ASSIGNED TASK >> Every single record needs to be restated word for word.

RECORDS FOR THIS TASK >>
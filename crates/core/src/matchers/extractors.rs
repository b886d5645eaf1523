use tree_sitter::Node;

use crate::types::{Selection, SelectionContext, TextRange};

/// Turns a matched node into a selection
#[derive(Debug, Clone, Copy, PartialEq, Eq)]
pub enum SelectionExtractor {
    /// The node's own range
    Simple,
    /// The node, plus the token before it (`: T`, `-> T`) as leading delimiter
    WithLeadingDelimiter,
}

impl SelectionExtractor {
    pub fn extract(&self, node: &Node) -> Selection {
        match self {
            SelectionExtractor::Simple => simple_selection(node),
            SelectionExtractor::WithLeadingDelimiter => selection_with_leading_delimiter(node),
        }
    }
}

pub fn simple_selection(node: &Node) -> Selection {
    Selection::new(TextRange::of_node(node))
}

/// The leading delimiter starts where the node before the delimiter token
/// ends, or at the delimiter token itself when it opens its parent.
pub fn selection_with_leading_delimiter(node: &Node) -> Selection {
    let leading_delimiter = node.prev_sibling().map(|delimiter| match delimiter.prev_sibling() {
        Some(before) => TextRange::between(&before, node),
        None => TextRange::new(
            delimiter.start_position().into(),
            node.start_position().into(),
            delimiter.start_byte(),
            node.start_byte(),
        ),
    });

    Selection::with_context(
        TextRange::of_node(node),
        SelectionContext {
            leading_delimiter,
            ..Default::default()
        },
    )
}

SOLVED PROBLEM >>
filename crates/core/src/matchers/extractors.rs
repository b886d5645eaf1523
use tree_sitter::Node;

use crate::types::{Selection, SelectionContext, TextRange};

/// Turns a matched node into a selection
#[derive(Debug, Clone, Copy, PartialEq, Eq)]
pub enum SelectionExtractor {
    /// The node's own range
    Simple,
    /// The node, plus the token before it (`: T`, `-> T`) as leading delimiter
    WithLeadingDelimiter,
}

impl SelectionExtractor {
    pub fn extract(&self, node: &Node) -> Selection {
        match self {
            SelectionExtractor::Simple => simple_selection(node),
            SelectionExtractor::WithLeadingDelimiter => selection_with_leading_delimiter(node),
        }
    }
}

pub fn simple_selection(node: &Node) -> Selection {
    Selection::new(TextRange::of_node(node))
}

/// The leading delimiter starts where the node before the delimiter token
/// ends, or at the delimiter token itself when it opens its parent.
pub fn selection_with_leading_delimiter(node: &Node) -> Selection {
    let leading_delimiter = node.prev_sibling().map(|delimiter| match delimiter.prev_sibling() {
        Some(before) => TextRange::between(&before, node),
        None => TextRange::new(
            delimiter.start_position().into(),
            node.start_position().into(),
            delimiter.start_byte(),
            node.start_byte(),
        ),
    });

    Selection::with_context(
        TextRange::of_node(node),
        SelectionContext {
            leading_delimiter,
            ..Default::default()
        },
    )
}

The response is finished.